To do:
Please repeat the line that contains "repo.migrate().await?;" and every line after it, exactly, through the end of the records.

-------------------------

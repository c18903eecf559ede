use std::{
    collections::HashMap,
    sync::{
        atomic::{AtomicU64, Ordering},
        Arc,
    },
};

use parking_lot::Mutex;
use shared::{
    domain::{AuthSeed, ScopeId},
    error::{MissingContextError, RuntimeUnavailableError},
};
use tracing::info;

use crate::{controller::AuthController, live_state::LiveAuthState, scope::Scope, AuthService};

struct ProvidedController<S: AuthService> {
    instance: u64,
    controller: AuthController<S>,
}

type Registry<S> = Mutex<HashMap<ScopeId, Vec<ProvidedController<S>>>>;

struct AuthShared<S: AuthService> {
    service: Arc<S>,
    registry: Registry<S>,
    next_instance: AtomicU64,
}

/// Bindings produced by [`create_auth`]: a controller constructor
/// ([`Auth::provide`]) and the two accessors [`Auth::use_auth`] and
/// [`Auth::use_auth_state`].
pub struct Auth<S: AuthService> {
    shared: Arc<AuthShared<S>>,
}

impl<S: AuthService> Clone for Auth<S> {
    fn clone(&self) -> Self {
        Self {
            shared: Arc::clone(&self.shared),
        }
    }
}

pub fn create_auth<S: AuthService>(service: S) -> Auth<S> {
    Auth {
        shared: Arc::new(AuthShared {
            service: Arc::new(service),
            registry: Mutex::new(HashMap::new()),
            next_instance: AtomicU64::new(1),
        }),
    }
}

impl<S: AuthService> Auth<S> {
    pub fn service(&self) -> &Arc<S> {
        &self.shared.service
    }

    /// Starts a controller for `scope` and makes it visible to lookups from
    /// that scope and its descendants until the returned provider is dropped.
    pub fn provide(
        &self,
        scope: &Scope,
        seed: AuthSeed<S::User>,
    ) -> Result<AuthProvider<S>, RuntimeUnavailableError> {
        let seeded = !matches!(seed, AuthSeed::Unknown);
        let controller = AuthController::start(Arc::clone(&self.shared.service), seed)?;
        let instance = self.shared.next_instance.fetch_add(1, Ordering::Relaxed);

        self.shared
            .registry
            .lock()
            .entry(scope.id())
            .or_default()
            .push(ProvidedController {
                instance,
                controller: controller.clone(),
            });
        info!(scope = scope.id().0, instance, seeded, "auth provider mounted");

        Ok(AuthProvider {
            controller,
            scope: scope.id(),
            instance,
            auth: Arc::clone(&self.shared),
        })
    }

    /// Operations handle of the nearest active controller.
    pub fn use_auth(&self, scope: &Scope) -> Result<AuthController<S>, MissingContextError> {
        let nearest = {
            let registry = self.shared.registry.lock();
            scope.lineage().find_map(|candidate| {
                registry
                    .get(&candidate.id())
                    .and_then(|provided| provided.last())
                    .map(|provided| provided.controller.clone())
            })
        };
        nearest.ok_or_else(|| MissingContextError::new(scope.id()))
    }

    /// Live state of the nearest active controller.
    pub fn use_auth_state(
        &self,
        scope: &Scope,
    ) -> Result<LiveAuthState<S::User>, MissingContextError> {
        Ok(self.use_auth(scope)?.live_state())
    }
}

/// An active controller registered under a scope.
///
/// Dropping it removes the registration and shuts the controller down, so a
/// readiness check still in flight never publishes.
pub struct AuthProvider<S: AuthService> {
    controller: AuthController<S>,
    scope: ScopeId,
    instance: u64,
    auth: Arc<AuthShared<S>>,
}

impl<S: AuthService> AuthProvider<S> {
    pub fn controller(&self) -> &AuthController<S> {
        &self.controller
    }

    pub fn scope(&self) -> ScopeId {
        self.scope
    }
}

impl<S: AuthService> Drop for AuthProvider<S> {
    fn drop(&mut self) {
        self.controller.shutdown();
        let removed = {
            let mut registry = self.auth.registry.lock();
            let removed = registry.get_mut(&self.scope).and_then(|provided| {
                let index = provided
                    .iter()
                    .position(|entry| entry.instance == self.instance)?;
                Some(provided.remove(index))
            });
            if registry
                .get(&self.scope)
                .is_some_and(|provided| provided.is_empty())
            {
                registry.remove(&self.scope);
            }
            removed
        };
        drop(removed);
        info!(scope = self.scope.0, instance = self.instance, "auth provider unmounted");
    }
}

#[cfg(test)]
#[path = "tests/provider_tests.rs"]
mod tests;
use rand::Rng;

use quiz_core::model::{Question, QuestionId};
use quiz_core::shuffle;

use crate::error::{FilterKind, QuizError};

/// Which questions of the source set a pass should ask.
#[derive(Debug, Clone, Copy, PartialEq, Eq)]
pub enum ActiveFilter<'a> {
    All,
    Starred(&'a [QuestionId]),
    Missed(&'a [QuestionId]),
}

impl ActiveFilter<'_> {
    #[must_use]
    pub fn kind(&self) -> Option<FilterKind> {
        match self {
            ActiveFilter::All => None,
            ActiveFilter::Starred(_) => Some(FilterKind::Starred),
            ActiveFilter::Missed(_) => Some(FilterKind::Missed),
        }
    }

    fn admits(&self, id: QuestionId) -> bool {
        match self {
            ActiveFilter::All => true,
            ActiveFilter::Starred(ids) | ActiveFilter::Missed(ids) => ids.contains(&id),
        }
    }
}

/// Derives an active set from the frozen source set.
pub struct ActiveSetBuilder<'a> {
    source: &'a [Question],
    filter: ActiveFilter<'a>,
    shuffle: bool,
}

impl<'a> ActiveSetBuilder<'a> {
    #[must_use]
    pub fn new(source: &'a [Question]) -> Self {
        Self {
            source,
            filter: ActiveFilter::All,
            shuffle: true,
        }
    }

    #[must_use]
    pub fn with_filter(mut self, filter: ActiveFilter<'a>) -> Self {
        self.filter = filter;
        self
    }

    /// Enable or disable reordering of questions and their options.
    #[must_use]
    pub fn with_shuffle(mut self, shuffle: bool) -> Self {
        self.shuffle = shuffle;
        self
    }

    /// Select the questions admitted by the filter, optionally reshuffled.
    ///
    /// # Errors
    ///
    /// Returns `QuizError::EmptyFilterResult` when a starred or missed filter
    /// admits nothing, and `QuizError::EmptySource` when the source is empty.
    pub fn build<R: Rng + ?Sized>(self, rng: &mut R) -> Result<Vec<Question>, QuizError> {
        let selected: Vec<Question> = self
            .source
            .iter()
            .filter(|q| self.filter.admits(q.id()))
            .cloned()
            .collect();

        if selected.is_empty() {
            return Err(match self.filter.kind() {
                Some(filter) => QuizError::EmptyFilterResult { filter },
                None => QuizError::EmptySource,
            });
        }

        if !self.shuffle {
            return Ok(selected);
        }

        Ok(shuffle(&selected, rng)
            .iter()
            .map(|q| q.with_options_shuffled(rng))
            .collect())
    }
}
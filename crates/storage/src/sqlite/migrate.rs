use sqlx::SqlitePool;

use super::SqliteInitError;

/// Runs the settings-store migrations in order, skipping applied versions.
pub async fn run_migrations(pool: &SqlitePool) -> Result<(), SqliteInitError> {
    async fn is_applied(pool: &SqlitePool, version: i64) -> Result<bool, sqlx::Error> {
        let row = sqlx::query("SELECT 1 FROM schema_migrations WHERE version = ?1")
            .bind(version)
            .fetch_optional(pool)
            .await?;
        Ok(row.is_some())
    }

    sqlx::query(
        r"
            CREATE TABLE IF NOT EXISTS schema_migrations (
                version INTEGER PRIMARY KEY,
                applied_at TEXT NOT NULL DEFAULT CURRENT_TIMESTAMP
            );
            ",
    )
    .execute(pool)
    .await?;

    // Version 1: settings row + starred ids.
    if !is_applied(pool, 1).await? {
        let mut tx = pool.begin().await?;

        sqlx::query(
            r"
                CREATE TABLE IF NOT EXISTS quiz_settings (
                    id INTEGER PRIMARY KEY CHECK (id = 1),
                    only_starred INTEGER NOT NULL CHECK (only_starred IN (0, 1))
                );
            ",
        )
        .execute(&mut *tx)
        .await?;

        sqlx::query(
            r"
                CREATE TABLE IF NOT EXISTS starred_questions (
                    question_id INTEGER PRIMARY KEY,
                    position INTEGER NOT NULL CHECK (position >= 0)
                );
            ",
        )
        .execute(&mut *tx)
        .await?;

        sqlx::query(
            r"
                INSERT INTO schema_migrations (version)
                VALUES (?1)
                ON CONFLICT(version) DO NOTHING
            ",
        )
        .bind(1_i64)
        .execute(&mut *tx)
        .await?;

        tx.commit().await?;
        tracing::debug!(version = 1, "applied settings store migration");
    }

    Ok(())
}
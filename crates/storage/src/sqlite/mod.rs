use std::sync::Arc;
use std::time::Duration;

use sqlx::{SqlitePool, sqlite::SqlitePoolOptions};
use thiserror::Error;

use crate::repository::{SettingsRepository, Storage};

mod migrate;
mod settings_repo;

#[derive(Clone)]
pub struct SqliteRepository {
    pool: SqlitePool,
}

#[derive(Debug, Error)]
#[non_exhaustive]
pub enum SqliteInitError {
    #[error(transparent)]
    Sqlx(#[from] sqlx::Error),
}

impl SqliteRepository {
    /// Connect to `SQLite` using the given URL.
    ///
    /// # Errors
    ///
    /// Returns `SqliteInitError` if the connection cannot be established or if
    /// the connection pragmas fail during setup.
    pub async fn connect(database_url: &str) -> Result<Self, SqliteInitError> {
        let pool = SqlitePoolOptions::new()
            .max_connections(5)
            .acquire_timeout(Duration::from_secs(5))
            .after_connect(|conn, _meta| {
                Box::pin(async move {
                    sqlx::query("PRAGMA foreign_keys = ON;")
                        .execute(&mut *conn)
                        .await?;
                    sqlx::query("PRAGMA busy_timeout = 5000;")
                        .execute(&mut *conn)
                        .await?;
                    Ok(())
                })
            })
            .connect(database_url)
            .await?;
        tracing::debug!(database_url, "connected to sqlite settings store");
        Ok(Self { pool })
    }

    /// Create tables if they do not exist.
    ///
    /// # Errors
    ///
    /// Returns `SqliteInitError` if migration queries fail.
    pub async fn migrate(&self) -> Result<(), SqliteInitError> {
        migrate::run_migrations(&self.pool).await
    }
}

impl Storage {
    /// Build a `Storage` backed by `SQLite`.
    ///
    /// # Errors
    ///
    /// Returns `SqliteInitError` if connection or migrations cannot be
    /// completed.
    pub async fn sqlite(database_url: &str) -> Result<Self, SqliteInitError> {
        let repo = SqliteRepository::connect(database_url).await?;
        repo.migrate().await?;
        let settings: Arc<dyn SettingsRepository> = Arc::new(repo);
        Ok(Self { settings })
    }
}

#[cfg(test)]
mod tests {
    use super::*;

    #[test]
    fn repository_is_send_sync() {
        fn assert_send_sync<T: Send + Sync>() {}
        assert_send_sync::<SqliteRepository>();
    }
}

-------------------------

Problem solution:
        repo.migrate().await?;
        let settings: Arc<dyn SettingsRepository> = Arc::new(repo);
        Ok(Self { settings })
    }
}

#[cfg(test)]
mod tests {
    use super::*;

    #[test]
    fn repository_is_send_sync() {
        fn assert_send_sync<T: Send + Sync>() {}
        assert_send_sync::<SqliteRepository>();
    }
}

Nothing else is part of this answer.